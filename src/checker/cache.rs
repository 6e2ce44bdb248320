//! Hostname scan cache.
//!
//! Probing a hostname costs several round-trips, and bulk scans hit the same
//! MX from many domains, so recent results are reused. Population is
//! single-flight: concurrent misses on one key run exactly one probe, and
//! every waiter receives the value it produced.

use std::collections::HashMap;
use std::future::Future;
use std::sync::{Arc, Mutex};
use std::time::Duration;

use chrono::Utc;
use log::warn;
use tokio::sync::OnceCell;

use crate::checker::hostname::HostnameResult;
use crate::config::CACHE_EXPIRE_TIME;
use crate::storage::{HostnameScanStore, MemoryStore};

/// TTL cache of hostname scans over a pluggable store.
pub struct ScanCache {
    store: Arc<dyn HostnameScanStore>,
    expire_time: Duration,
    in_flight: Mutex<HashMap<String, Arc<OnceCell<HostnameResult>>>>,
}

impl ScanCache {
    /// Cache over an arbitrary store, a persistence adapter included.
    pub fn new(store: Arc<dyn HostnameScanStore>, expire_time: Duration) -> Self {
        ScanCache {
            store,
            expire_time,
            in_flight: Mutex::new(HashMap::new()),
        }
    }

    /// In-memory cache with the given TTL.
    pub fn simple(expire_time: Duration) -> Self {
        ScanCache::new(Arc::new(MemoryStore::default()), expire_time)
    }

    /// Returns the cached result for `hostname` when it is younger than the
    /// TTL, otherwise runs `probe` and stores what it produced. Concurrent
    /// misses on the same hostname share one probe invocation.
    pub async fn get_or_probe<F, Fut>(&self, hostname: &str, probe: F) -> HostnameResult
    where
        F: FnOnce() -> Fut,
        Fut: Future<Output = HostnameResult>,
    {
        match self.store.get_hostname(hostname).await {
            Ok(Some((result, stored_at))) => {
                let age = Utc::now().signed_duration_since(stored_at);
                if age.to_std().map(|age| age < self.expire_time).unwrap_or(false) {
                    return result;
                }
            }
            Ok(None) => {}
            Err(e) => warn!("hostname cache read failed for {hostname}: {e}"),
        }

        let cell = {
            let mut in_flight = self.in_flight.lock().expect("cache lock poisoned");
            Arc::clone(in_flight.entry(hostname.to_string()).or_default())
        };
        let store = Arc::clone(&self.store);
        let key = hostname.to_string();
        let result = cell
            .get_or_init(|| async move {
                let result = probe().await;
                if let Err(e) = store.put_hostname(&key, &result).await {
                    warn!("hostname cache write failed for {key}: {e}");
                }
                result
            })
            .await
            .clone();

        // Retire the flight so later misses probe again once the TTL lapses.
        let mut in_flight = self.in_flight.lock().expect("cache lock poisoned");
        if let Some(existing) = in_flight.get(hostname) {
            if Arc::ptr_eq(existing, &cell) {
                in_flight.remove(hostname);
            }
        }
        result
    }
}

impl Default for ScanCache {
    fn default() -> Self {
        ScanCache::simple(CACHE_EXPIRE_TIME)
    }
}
_____
**YOUR ASSIGNMENT**: Would you copy out exactly the lines above that start at the one containing "let age = Utc::now().signed_duration_since(stored_at);" and end at the one containing "fn default() ->", inclusive?

**TASK RESULT**:
                let age = Utc::now().signed_duration_since(stored_at);
                if age.to_std().map(|age| age < self.expire_time).unwrap_or(false) {
                    return result;
                }
            }
            Ok(None) => {}
            Err(e) => warn!("hostname cache read failed for {hostname}: {e}"),
        }

        let cell = {
            let mut in_flight = self.in_flight.lock().expect("cache lock poisoned");
            Arc::clone(in_flight.entry(hostname.to_string()).or_default())
        };
        let store = Arc::clone(&self.store);
        let key = hostname.to_string();
        let result = cell
            .get_or_init(|| async move {
                let result = probe().await;
                if let Err(e) = store.put_hostname(&key, &result).await {
                    warn!("hostname cache write failed for {key}: {e}");
                }
                result
            })
            .await
            .clone();

        // Retire the flight so later misses probe again once the TTL lapses.
        let mut in_flight = self.in_flight.lock().expect("cache lock poisoned");
        if let Some(existing) = in_flight.get(hostname) {
            if Arc::ptr_eq(existing, &cell) {
                in_flight.remove(hostname);
            }
        }
        result
    }
}

impl Default for ScanCache {
    fn default() -> Self {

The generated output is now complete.